> [The problem]: Find all lines below containing the string "initial" and return them.

[Records — start]

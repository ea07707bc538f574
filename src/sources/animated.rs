//! Animated color source
//!
//! Publishes a 1x1 image whose color drifts on every tick. Each channel
//! bounces between a floor and a ceiling that are re-drawn at random every
//! time the channel changes direction.

use std::time::Duration;

use image::Rgb;
use rand::Rng;
use tokio::time::MissedTickBehavior;

use crate::broker::{Context, Handler};
use crate::error::Result;
use crate::frame::{draw, ImageFrame, Metadata};

const FLOOR: u8 = 50;
const CEILING: u8 = 200;
const MIN_FLOOR: u8 = 50;
const MAX_FLOOR: u8 = 150;
const MAX_CEILING: u8 = 250;

/// Channel change per tick
pub const STEP: u8 = 2;

#[derive(Debug, Clone, Copy, PartialEq, Eq)]
struct AnimatedValue {
    value: u8,
    increasing: bool,
    reversed: bool,
    floor: u8,
    ceiling: u8,
}

impl AnimatedValue {
    fn new(value: u8) -> Self {
        Self {
            value,
            increasing: true,
            reversed: false,
            floor: FLOOR,
            ceiling: CEILING,
        }
    }

    fn step(mut self, size: u8) -> Self {
        let (value, size) = (i32::from(self.value), i32::from(size));
        if self.increasing && value + size >= i32::from(self.ceiling) {
            self.increasing = false;
            self.reversed = true;
        } else if !self.increasing && value - size < i32::from(self.floor) {
            self.increasing = true;
            self.reversed = true;
        } else {
            self.reversed = false;
        }

        let size = size as u8;
        self.value = if self.increasing {
            self.value.saturating_add(size)
        } else {
            self.value.saturating_sub(size)
        };
        self
    }

    fn update_bounds(mut self, rng: &mut impl Rng, min_ceiling: u8) -> Self {
        if self.reversed {
            if self.increasing {
                self.floor = rng.gen_range(MIN_FLOOR..MAX_FLOOR);
            } else {
                self.ceiling = rng.gen_range(min_ceiling..MAX_CEILING);
            }
        }
        self
    }
}

/// A slowly drifting RGB color
#[derive(Debug, Clone, Copy, PartialEq, Eq)]
pub struct AnimatedColor {
    r: AnimatedValue,
    g: AnimatedValue,
    b: AnimatedValue,
}

impl AnimatedColor {
    pub fn new(initial: Rgb<u8>) -> Self {
        let [r, g, b] = initial.0;
        Self {
            r: AnimatedValue::new(r),
            g: AnimatedValue::new(g),
            b: AnimatedValue::new(b),
        }
    }

    /// Start from a random color
    pub fn random() -> Self {
        Self::new(Rgb(rand::thread_rng().gen()))
    }

    /// The current color
    pub fn color(&self) -> Rgb<u8> {
        Rgb([self.r.value, self.g.value, self.b.value])
    }

    /// Advance every channel by `size`
    pub fn step(self, size: u8, rng: &mut impl Rng) -> Self {
        let min_ceiling = MAX_FLOOR.saturating_add(size);
        Self {
            r: self.r.step(size).update_bounds(rng, min_ceiling),
            g: self.g.step(size).update_bounds(rng, min_ceiling),
            b: self.b.step(size).update_bounds(rng, min_ceiling),
        }
    }
}

/// PUB handler publishing an animated 1x1 color every `interval`
pub fn animated_color_source(interval: Duration) -> impl Handler {
    move |ctx: Context| publish_animation(ctx, interval)
}

async fn publish_animation(ctx: Context, interval: Duration) -> Result<()> {
    let mut color = AnimatedColor::random();
    let mut ticker = tokio::time::interval(interval);
    ticker.set_missed_tick_behavior(MissedTickBehavior::Delay);

    loop {
        tokio::select! {
            _ = ctx.cancelled() => return Ok(()),
            _ = ticker.tick() => {
                // ThreadRng is not Send, so it must not live across an await
                color = color.step(STEP, &mut rand::thread_rng());
                let image = draw::uniform(1, 1, color.color());
                ctx.publish(ImageFrame::new(image, Metadata::new("generate animated color")).into());
            }
        }
    }
}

[Records — finish]

> [Task response]:
    pub fn new(initial: Rgb<u8>) -> Self {
        let [r, g, b] = initial.0;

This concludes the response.